Christian_Dahlqvist · June 25, 2018, 5:21pm

You probably have a better chance of getting help if you can show what the event looks like, e.g. by posting the output from the stdout plugin. Without that it is hard to tell.

rahulsaini · June 25, 2018, 5:57pm

I'm absolute beginner to this so I have no idea about that
but what I have figured out so far is that my date field is date datatype and i am passing the text datatype.

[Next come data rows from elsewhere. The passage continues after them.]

//! Display color state.
//!
//! The configured default color is fixed for the life of the process. Requests may ask
//! for another color for that one response, but only from the allowed set.

use std::collections::BTreeSet;

use crate::config::ColorConfig;

/// A requested color outside the allowed set
#[derive(Debug, Clone, PartialEq, Eq, thiserror::Error)]
#[error("Color '{0}' is not allowed")]
pub struct InvalidColor(pub String);

#[derive(Debug, Clone)]
pub struct ColorService {
    default_color: String,
    allowed: BTreeSet<String>,
}

impl ColorService {
    pub fn new(config: &ColorConfig) -> Self {
        Self {
            default_color: config.default_color.clone(),
            allowed: config.allowed_colors.clone(),
        }
    }

    pub fn current_color(&self) -> &str {
        &self.default_color
    }

    /// Case-sensitive membership check against the allowed set.
    pub fn validate(&self, color: &str) -> Result<String, InvalidColor> {
        if self.allowed.contains(color) {
            Ok(color.to_string())
        } else {
            Err(InvalidColor(color.to_string()))
        }
    }

    /// The color for one request: the override if given and allowed, else the default.
    pub fn resolve(&self, requested: Option<&str>) -> Result<String, InvalidColor> {
        match requested {
            Some(color) => self.validate(color),
            None => Ok(self.default_color.clone()),
        }
    }

    /// Allowed colors in sorted order
    pub fn allowed_colors(&self) -> Vec<&str> {
        self.allowed.iter().map(String::as_str).collect()
    }
}
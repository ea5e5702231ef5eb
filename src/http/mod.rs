//! HTTP server module.
//!
//! The service listens on plain HTTP; TLS and routing are handled in front of it by
//! the orchestrator. The server includes:
//! - Graceful shutdown on SIGTERM/SIGINT with a bounded grace period

mod server;
mod shutdown;

pub use server::{start_server, ServerError};
//! HTTP server startup logic.

use std::future::IntoFuture;
use std::net::SocketAddr;
use std::sync::Arc;
use std::time::Duration;

use axum::Router;
use tokio::sync::Notify;

use crate::config::{HttpServerConfig, SHUTDOWN_GRACE_PERIOD_SECS};

use super::shutdown;

/// Server startup error
#[derive(Debug, thiserror::Error)]
pub enum ServerError {
    #[error("Invalid listen address {0}")]
    Address(String),

    #[error("Server I/O error: {0}")]
    Io(#[from] std::io::Error),
}

/// Serve `app` until a shutdown signal arrives and open requests drain.
///
/// Connections still open when the grace period runs out are dropped.
pub async fn start_server(app: Router, config: &HttpServerConfig) -> Result<(), ServerError> {
    let raw = format!("{}:{}", config.host, config.port);
    let addr: SocketAddr = raw.parse().map_err(|_| ServerError::Address(raw))?;

    let listener = tokio::net::TcpListener::bind(addr).await?;
    tracing::info!(%addr, "Starting HTTP server");

    let signalled = Arc::new(Notify::new());
    let notify = signalled.clone();

    let serve = axum::serve(listener, app).with_graceful_shutdown(async move {
        shutdown::shutdown_signal().await;
        notify.notify_one();
    })
    .into_future();

    let grace_period = async {
        signalled.notified().await;
        tracing::info!(
            "Graceful shutdown initiated, waiting up to {} seconds for connections to close",
            SHUTDOWN_GRACE_PERIOD_SECS
        );
        tokio::time::sleep(Duration::from_secs(SHUTDOWN_GRACE_PERIOD_SECS)).await;
    };

    tokio::select! {
        result = serve => result?,
        _ = grace_period => {
            tracing::warn!("Grace period elapsed, dropping open connections");
        }
    }

    tracing::info!("HTTP server stopped");
    Ok(())
}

I tried to mutate the field like this but it doesn't work

filter {
mutate {
remove_field => [ "dimensions.time.label" ]
}
}

I think you must be referring about this

output {
elasticsearch{
hosts => [ "http://localhost:9200/"]
index => "awscloudhealth"
}
stdout {
codec => rubydebug {}
}
}

Please let me know

Thanks

system · July 23, 2018, 5:57pm

This topic was automatically closed 28 days after the last reply. New replies are no longer allowed.